D’après elle, dès que je dois affronter un problème qui m’effraie, je me défile ou je fais la morte. Ben, là, comme j’étais morte, il ne me restait plus qu’à trouver un bon truc pour me défiler.

J’ai pris vingt secondes pour mettre au point un plan très simple : dès que les cours commenceront, je montrerai que je suis archinulle en Sciences angéliques appliquées. Pendant le repas, je jouerai la grande malade. Je serai pâlichonne. J’aurai du mal à respirer. Et je me mettrai à pleurnicher pile quand M. Éblouissant passera devant moi.

« Qu’est-ce qui se passe, Mél ? s’inquiétera-t-il.

– Est-ce que, snif, je peux, snif, vous parler en privé, snif ? demanderai-je. »

Il acquiescera et m’entraînera à l’écart. Là, entre deux sanglots, je lui expliquerai la situation à ma manière :

« Les cours vont beaucoup trop vite pour moi, snif… Je ne serai jamais au niveau… Je vais retarder les autres élèves… Il vaut mieux que je rentre chez moi tout de suite… »

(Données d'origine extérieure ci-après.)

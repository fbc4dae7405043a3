//! View-models: plain serializable data describing what a page shows.
//!
//! Builders read an [`AppState`] and never mutate it. Missing events and
//! teams are view states, not errors.

use chrono::{DateTime, Utc};
use serde::Serialize;
use std::collections::BTreeMap;

use crate::app::{AppState, JoinForm};
use crate::chat::ChatLaunch;
use crate::filter::{EventFilter, TeamFilter, filter_and_sort_teams, filter_events, trending_strip};
use crate::invites::InviteStats;
use crate::model::{Address, Event, EventStatus, EventType, Privacy, Team};
use crate::reactions::FIRE;
use crate::router::{Location, Route, share_link, team_link};

/// Tag pills shown on an event card before collapsing into "+N".
const CARD_TAGS: usize = 2;

/// Member avatars shown on a team card before collapsing into "+N".
const CARD_AVATARS: usize = 4;

const SHARE_PUBLIC_HINT: &str = "Share this link so anyone can join while spots last.";
const SHARE_PRIVATE_HINT: &str =
    "This link does not include the join code. Share the code separately.";

/// A fully built page.
#[derive(Debug, Clone, Serialize)]
pub struct Page {
    pub title: String,
    pub path: String,
    /// The requested location was unroutable and the landing page was shown.
    pub redirected: bool,
    pub header: Header,
    pub view: View,
    pub join_form: Option<JoinFormView>,
}

#[derive(Debug, Clone, Serialize)]
#[serde(tag = "kind", rename_all = "snake_case")]
pub enum View {
    Events(EventsView),
    MyTeams(MyTeamsView),
    CompetitionOverview(OverviewView),
    TeamDetail(TeamDetailView),
}

#[derive(Debug, Clone, Serialize)]
pub struct Header {
    /// Short address when connected, otherwise "Connect Wallet".
    pub connect_label: String,
    pub connected: bool,
    pub my_teams_enabled: bool,
    pub create_event_enabled: bool,
}

#[derive(Debug, Clone, Serialize)]
pub struct JoinFormView {
    pub event_id: String,
    pub team_id: u64,
    pub team_name: Option<String>,
    pub code: String,
}

// ---------------------------------------------------------------------------
// Events list
// ---------------------------------------------------------------------------

#[derive(Debug, Clone, Serialize)]
pub struct EventsView {
    pub filter: EventFilter,
    /// Canonical query string of the filters.
    pub query: String,
    /// The "All" chip is active (no type and no status filter).
    pub all_selected: bool,
    pub trending: Vec<TrendingItem>,
    pub cards: Vec<EventCard>,
}

#[derive(Debug, Clone, Serialize)]
pub struct TrendingItem {
    pub event_id: String,
    pub name: String,
    pub fire: u64,
}

#[derive(Debug, Clone, Serialize)]
pub struct EventCard {
    pub id: String,
    pub name: String,
    pub subtitle: String,
    pub event_type: EventType,
    pub type_label: &'static str,
    pub tags: Vec<String>,
    pub more_tags: usize,
    pub status: EventStatus,
    pub date_range: String,
    pub color: [String; 2],
    pub team_count: usize,
    pub team_cap: Option<u32>,
    pub member_count: usize,
    pub reactions: BTreeMap<String, u64>,
    pub fire: u64,
    pub my_reaction: Option<String>,
    /// At least one fire reaction.
    pub hot: bool,
}

// ---------------------------------------------------------------------------
// My teams
// ---------------------------------------------------------------------------

#[derive(Debug, Clone, Serialize)]
pub struct MyTeamsView {
    /// Join order. Entries whose event or team no longer resolve are left out.
    pub entries: Vec<MyTeamEntry>,
}

#[derive(Debug, Clone, Serialize)]
pub struct MyTeamEntry {
    pub event_id: String,
    pub event_name: String,
    pub team_id: u64,
    pub team_name: String,
    pub privacy: Privacy,
    pub member_count: usize,
    pub max_members: u32,
    pub link: String,
}

// ---------------------------------------------------------------------------
// Competition overview
// ---------------------------------------------------------------------------

#[derive(Debug, Clone, Serialize)]
#[serde(tag = "state", rename_all = "snake_case")]
pub enum OverviewView {
    NotFound { event_id: String },
    Found(Box<CompetitionOverview>),
}

#[derive(Debug, Clone, Serialize)]
pub struct CompetitionOverview {
    pub event_id: String,
    pub name: String,
    pub subtitle: String,
    pub status: EventStatus,
    pub date_range: String,
    pub filter: TeamFilter,
    pub query: String,
    pub team_count: usize,
    pub total_members: usize,
    pub invites: InviteStats,
    pub share_link: String,
    pub my_team: Option<u64>,
    pub teams: Vec<TeamCard>,
}

/// Call to action on a team card, in precedence order.
#[derive(Debug, Clone, Copy, PartialEq, Eq, Serialize)]
#[serde(rename_all = "snake_case")]
pub enum CardAction {
    Full,
    AlreadyInTeam,
    JoinWithCode,
    Join,
}

#[derive(Debug, Clone, Serialize)]
pub struct TeamCard {
    pub team_id: u64,
    pub name: String,
    pub description: String,
    pub privacy: Privacy,
    pub member_count: usize,
    pub max_members: u32,
    pub captain: String,
    pub avatars: Vec<String>,
    pub more_members: usize,
    pub action: CardAction,
    pub link: String,
}

// ---------------------------------------------------------------------------
// Team detail
// ---------------------------------------------------------------------------

#[derive(Debug, Clone, Serialize)]
#[serde(tag = "state", rename_all = "snake_case")]
pub enum TeamDetailView {
    NotFound {
        event_id: String,
        team_id: Option<u64>,
    },
    Found(Box<TeamDetail>),
}

/// Call to action on a team page, in precedence order.
#[derive(Debug, Clone, Copy, PartialEq, Eq, Serialize)]
#[serde(rename_all = "snake_case")]
pub enum DetailAction {
    Connect,
    Invite,
    AlreadyInTeam,
    Full,
    JoinWithCode,
    Join,
}

#[derive(Debug, Clone, Serialize)]
pub struct TeamDetail {
    pub event_id: String,
    pub team_id: u64,
    pub name: String,
    pub description: String,
    pub privacy: Privacy,
    pub member_count: usize,
    pub max_members: u32,
    pub captain: String,
    pub members: Vec<MemberView>,
    pub action: DetailAction,
    pub is_member: bool,
    /// Members only.
    pub share: Option<ShareSection>,
    /// Members only.
    pub chat: Option<ChatEmbed>,
    pub back_link: String,
}

#[derive(Debug, Clone, Serialize)]
pub struct MemberView {
    pub address: Address,
    pub short: String,
    pub initials: String,
}

#[derive(Debug, Clone, Serialize)]
pub struct ShareSection {
    pub link: String,
    pub hint: &'static str,
}

#[derive(Debug, Clone, Serialize)]
pub struct ChatEmbed {
    pub launch: ChatLaunch,
    pub query: String,
}

// ---------------------------------------------------------------------------
// Builders
// ---------------------------------------------------------------------------

/// Build the page for an already routed location.
#[must_use]
pub fn page(
    app: &AppState,
    location: &Location,
    route: &Route,
    redirected: bool,
    now: DateTime<Utc>,
) -> Page {
    let view = match route {
        Route::Events { filter } => {
            let mut filter = filter.clone();
            if filter.sort.is_none() {
                filter.sort = app.default_sort();
            }
            View::Events(events_view(app, filter, now))
        }
        Route::MyTeams => View::MyTeams(my_teams_view(app)),
        Route::CompetitionOverview {
            event_id, filter, ..
        } => View::CompetitionOverview(overview_view(app, event_id, filter.clone(), now)),
        Route::TeamDetail {
            event_id, team_id, ..
        } => View::TeamDetail(team_detail_view(app, event_id, *team_id)),
        // Only reachable when the landing page itself failed to route.
        Route::Redirect { .. } => View::Events(events_view(app, EventFilter::default(), now)),
    };

    Page {
        title: location.title(app.events()),
        path: location.path.clone(),
        redirected,
        header: header(app),
        view,
        join_form: app.join_form().map(|form| join_form_view(app, form)),
    }
}

#[must_use]
pub fn header(app: &AppState) -> Header {
    let user = app.user();
    Header {
        connect_label: user.map_or_else(|| "Connect Wallet".to_string(), Address::short),
        connected: user.is_some(),
        my_teams_enabled: !app.memberships().is_empty(),
        create_event_enabled: user.is_some(),
    }
}

fn join_form_view(app: &AppState, form: &JoinForm) -> JoinFormView {
    JoinFormView {
        event_id: form.event_id.clone(),
        team_id: form.team_id,
        team_name: app
            .roster()
            .team(&form.event_id, form.team_id)
            .map(|t| t.name.clone()),
        code: form.code.clone(),
    }
}

#[must_use]
pub fn events_view(app: &AppState, filter: EventFilter, now: DateTime<Utc>) -> EventsView {
    let reactions = app.reactions();
    let trending = trending_strip(app.events(), reactions)
        .into_iter()
        .map(|(event, fire)| TrendingItem {
            event_id: event.id.clone(),
            name: event.name.clone(),
            fire,
        })
        .collect();
    let cards = filter_events(app.events(), &filter, now, reactions)
        .into_iter()
        .map(|event| event_card(app, event, now))
        .collect();

    EventsView {
        query: filter.to_query_string(),
        all_selected: filter.is_all(),
        filter,
        trending,
        cards,
    }
}

fn event_card(app: &AppState, event: &Event, now: DateTime<Utc>) -> EventCard {
    let teams = app.roster().teams(&event.id);
    let reactions = app.reactions();
    let fire = reactions.count(&event.id, FIRE);
    EventCard {
        id: event.id.clone(),
        name: event.name.clone(),
        subtitle: event.subtitle.clone(),
        event_type: event.event_type,
        type_label: event.event_type.label(),
        tags: event.tags.iter().take(CARD_TAGS).cloned().collect(),
        more_tags: event.tags.len().saturating_sub(CARD_TAGS),
        status: event.status(now),
        date_range: event.date_range(),
        color: event.color.clone(),
        team_count: teams.len(),
        team_cap: event.team_cap,
        member_count: teams.iter().map(Team::member_count).sum(),
        reactions: reactions.counts_for(&event.id),
        fire,
        my_reaction: reactions.selected(&event.id).map(str::to_string),
        hot: fire > 0,
    }
}

#[must_use]
pub fn my_teams_view(app: &AppState) -> MyTeamsView {
    let entries = app
        .memberships()
        .iter()
        .filter_map(|entry| {
            let event = app.event(&entry.event_id)?;
            let team = app.roster().team(&entry.event_id, entry.team_id)?;
            Some(MyTeamEntry {
                event_id: event.id.clone(),
                event_name: event.name.clone(),
                team_id: team.team_id,
                team_name: team.name.clone(),
                privacy: team.privacy(),
                member_count: team.member_count(),
                max_members: team.max_members,
                link: team_link(&event.id, team.team_id),
            })
        })
        .collect();
    MyTeamsView { entries }
}

#[must_use]
pub fn overview_view(
    app: &AppState,
    event_id: &str,
    filter: TeamFilter,
    now: DateTime<Utc>,
) -> OverviewView {
    let Some(event) = app.event(event_id) else {
        return OverviewView::NotFound {
            event_id: event_id.to_string(),
        };
    };
    let roster = app.roster();
    let all_teams = roster.teams(event_id);
    let my_team = app.memberships().team_for(event_id);

    let teams = filter_and_sort_teams(all_teams, &filter)
        .into_iter()
        .map(|team| team_card(event_id, team, my_team.is_some()))
        .collect();

    OverviewView::Found(Box::new(CompetitionOverview {
        event_id: event.id.clone(),
        name: event.name.clone(),
        subtitle: event.subtitle.clone(),
        status: event.status(now),
        date_range: event.date_range(),
        query: filter.to_query_string(),
        filter,
        team_count: all_teams.len(),
        total_members: roster.total_members(event_id),
        invites: app.invites().stats(event_id),
        share_link: share_link(event_id, &app.referral_key()),
        my_team,
        teams,
    }))
}

fn team_card(event_id: &str, team: &Team, in_team: bool) -> TeamCard {
    let action = if team.is_full() {
        CardAction::Full
    } else if in_team {
        CardAction::AlreadyInTeam
    } else if team.is_private {
        CardAction::JoinWithCode
    } else {
        CardAction::Join
    };
    TeamCard {
        team_id: team.team_id,
        name: team.name.clone(),
        description: team.description.clone(),
        privacy: team.privacy(),
        member_count: team.member_count(),
        max_members: team.max_members,
        captain: team.captain.short(),
        avatars: team
            .members
            .iter()
            .take(CARD_AVATARS)
            .map(Address::initials)
            .collect(),
        more_members: team.member_count().saturating_sub(CARD_AVATARS),
        action,
        link: team_link(event_id, team.team_id),
    }
}

#[must_use]
pub fn team_detail_view(app: &AppState, event_id: &str, team_id: Option<u64>) -> TeamDetailView {
    let Some(team) = team_id.and_then(|id| app.roster().team(event_id, id)) else {
        return TeamDetailView::NotFound {
            event_id: event_id.to_string(),
            team_id,
        };
    };
    let my_team = app.memberships().team_for(event_id);
    let is_member = my_team == Some(team.team_id);
    let in_other_team = my_team.is_some() && !is_member;

    let action = if app.user().is_none() {
        DetailAction::Connect
    } else if is_member {
        DetailAction::Invite
    } else if in_other_team {
        DetailAction::AlreadyInTeam
    } else if team.is_full() {
        DetailAction::Full
    } else if team.is_private {
        DetailAction::JoinWithCode
    } else {
        DetailAction::Join
    };

    let share = is_member.then(|| ShareSection {
        link: team_link(event_id, team.team_id),
        hint: if team.is_private {
            SHARE_PRIVATE_HINT
        } else {
            SHARE_PUBLIC_HINT
        },
    });
    let chat = is_member.then(|| {
        let launch = ChatLaunch::embedded_member(team.team_id);
        ChatEmbed {
            query: launch.to_query_string(),
            launch,
        }
    });

    TeamDetailView::Found(Box::new(TeamDetail {
        event_id: event_id.to_string(),
        team_id: team.team_id,
        name: team.name.clone(),
        description: team.description.clone(),
        privacy: team.privacy(),
        member_count: team.member_count(),
        max_members: team.max_members,
        captain: team.captain.short(),
        members: team
            .members
            .iter()
            .map(|address| MemberView {
                address: address.clone(),
                short: address.short(),
                initials: address.initials(),
            })
            .collect(),
        action,
        is_member,
        share,
        chat,
        back_link: format!("#/competition/{event_id}"),
    }))
}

A ce moment-là, je placerai un petit battement de cils à la Bambi, et, pof ! je serai de retour chez Dess et Maman avant que les Agents aient le temps de se rendre compte que je n’étais pas un ange !

Dans ma tête, c’était comme si c’était fait. J’étais soulagée. Ce qui m’a donné envie de parler avec mes nouvelles copines. Je ne sais pas si, vous, c’est pareil, mais, moi, quand j’ai l’impression qu’un grand poids a quitté ma poitrine, ça me met de super bonne humeur, et je deviens encore plus bavarde que d’habitude.

– Alors, c’est quoi, le programme, après l’école ?

Lola a haussé les épaules :

– Pfff… Chais pas… On pourrait aller faire les boutiques, si ça te dit…

J’ai failli éclater de rire : « Faire les boutiques au Paradis ? Bien sûr ! J’y crois à fond ! »

Ambre m’a regardée, des étincelles dans les yeux :

– Tu as tellement de choses à découvrir, Mél ! Je suis sûre que tu vas passer ici les meilleurs moments de ta vie…

« Sauf que je suis morte, abrutie ! » ai-je failli lui cracher au visage.

Je me suis retenue. Ambre était pénible à force d’être gentille, mais j’allais bien réussir à la supporter quarante-huit heures, non ?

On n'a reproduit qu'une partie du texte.